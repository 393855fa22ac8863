//! Document retrieval
//!
//! Thin HTTP wrapper: build the URL, GET it, reject non-success statuses and
//! hand the body to [`Crawler::parse`]. No retries; failures go straight back
//! to the caller.

use std::time::Duration;

use serde::{Deserialize, Serialize};
use url::Url;

use crate::crawler::Crawler;
use crate::error::FetchError;

/// HTTP client settings shared by async and blocking loads
#[derive(Debug, Clone, Serialize, Deserialize)]
#[serde(default)]
pub struct FetchConfig {
    pub user_agent: String,
    /// Whole-request timeout (seconds)
    pub timeout_secs: u64,
    /// Extra request headers
    pub headers: Vec<(String, String)>,
}

impl Default for FetchConfig {
    fn default() -> Self {
        Self {
            user_agent: concat!("typed_crawler/", env!("CARGO_PKG_VERSION")).to_string(),
            timeout_secs: 30,
            headers: Vec::new(),
        }
    }
}

impl FetchConfig {
    pub fn timeout(&self) -> Duration {
        Duration::from_secs(self.timeout_secs)
    }

    pub fn validate(&self) -> Result<(), String> {
        if self.timeout_secs == 0 {
            return Err("timeout_secs must be greater than 0".to_string());
        }
        if self.user_agent.trim().is_empty() {
            return Err("user_agent must not be empty".to_string());
        }
        Ok(())
    }
}

/// Target URL plus query parameters to append
#[derive(Debug, Clone, Default, Serialize, Deserialize)]
pub struct LoadRequest {
    pub url: String,
    /// Each value of a multi-valued parameter is appended separately
    #[serde(default)]
    pub query: Vec<(String, Vec<String>)>,
}

impl LoadRequest {
    pub fn new(url: impl Into<String>) -> Self {
        Self {
            url: url.into(),
            query: Vec::new(),
        }
    }

    pub fn query(mut self, key: impl Into<String>, value: impl Into<String>) -> Self {
        self.query.push((key.into(), vec![value.into()]));
        self
    }

    pub fn query_all<I, V>(mut self, key: impl Into<String>, values: I) -> Self
    where
        I: IntoIterator<Item = V>,
        V: Into<String>,
    {
        self.query
            .push((key.into(), values.into_iter().map(Into::into).collect()));
        self
    }

    /// Final URL with query parameters appended after any already present
    pub fn resolve_url(&self) -> Result<Url, FetchError> {
        let mut url = Url::parse(&self.url).map_err(|source| FetchError::InvalidUrl {
            url: self.url.clone(),
            source,
        })?;

        if !self.query.is_empty() {
            let mut pairs = url.query_pairs_mut();
            for (key, values) in &self.query {
                for value in values {
                    pairs.append_pair(key, value);
                }
            }
        }

        Ok(url)
    }
}

/// GET the page asynchronously and return its body
pub async fn fetch_markup(request: &LoadRequest, config: &FetchConfig) -> Result<String, FetchError> {
    config.validate().map_err(FetchError::InvalidConfig)?;
    let url = request.resolve_url()?;
    tracing::debug!(%url, "fetching document");

    let client = reqwest::Client::builder()
        .timeout(config.timeout())
        .user_agent(config.user_agent.as_str())
        .build()?;

    let mut builder = client.get(url.clone());
    for (name, value) in &config.headers {
        builder = builder.header(name.as_str(), value.as_str());
    }

    let response = builder.send().await?;
    let status = response.status();
    let body = response.text().await?;

    if !status.is_success() {
        tracing::warn!(%url, status = status.as_u16(), "document fetch rejected");
        return Err(FetchError::Status {
            url: url.to_string(),
            status: status.as_u16(),
            body,
        });
    }

    Ok(body)
}

/// GET the page with a blocking client and return its body
pub fn fetch_markup_blocking(
    request: &LoadRequest,
    config: &FetchConfig,
) -> Result<String, FetchError> {
    config.validate().map_err(FetchError::InvalidConfig)?;
    let url = request.resolve_url()?;
    tracing::debug!(%url, "fetching document (blocking)");

    let agent = ureq::Agent::new_with_config(
        ureq::Agent::config_builder()
            .timeout_global(Some(config.timeout()))
            .user_agent(config.user_agent.as_str())
            .http_status_as_error(false)
            .build(),
    );

    let mut builder = agent.get(url.as_str());
    for (name, value) in &config.headers {
        builder = builder.header(name.as_str(), value.as_str());
    }

    let response = builder.call()?;
    let status = response.status();
    let body = response.into_body().read_to_string()?;

    if !status.is_success() {
        tracing::warn!(%url, status = status.as_u16(), "document fetch rejected");
        return Err(FetchError::Status {
            url: url.to_string(),
            status: status.as_u16(),
            body,
        });
    }

    Ok(body)
}

impl Crawler {
    /// Fetch and parse a page
    pub async fn load(request: &LoadRequest, config: &FetchConfig) -> Result<Self, FetchError> {
        let markup = fetch_markup(request, config).await?;
        Ok(Self::parse(&markup))
    }

    pub fn load_blocking(request: &LoadRequest, config: &FetchConfig) -> Result<Self, FetchError> {
        let markup = fetch_markup_blocking(request, config)?;
        Ok(Self::parse(&markup))
    }
}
::::
- [What is required]: Going down the listing above, begin printing at the line with "let mut builder = agent.get(url.as_str());" and finish with the line with "let body = response.into_body().read_to_string()?;", exactly as they appear.

- [Result of the task]:
    let mut builder = agent.get(url.as_str());
    for (name, value) in &config.headers {
        builder = builder.header(name.as_str(), value.as_str());
    }

    let response = builder.call()?;
    let status = response.status();
    let body = response.into_body().read_to_string()?;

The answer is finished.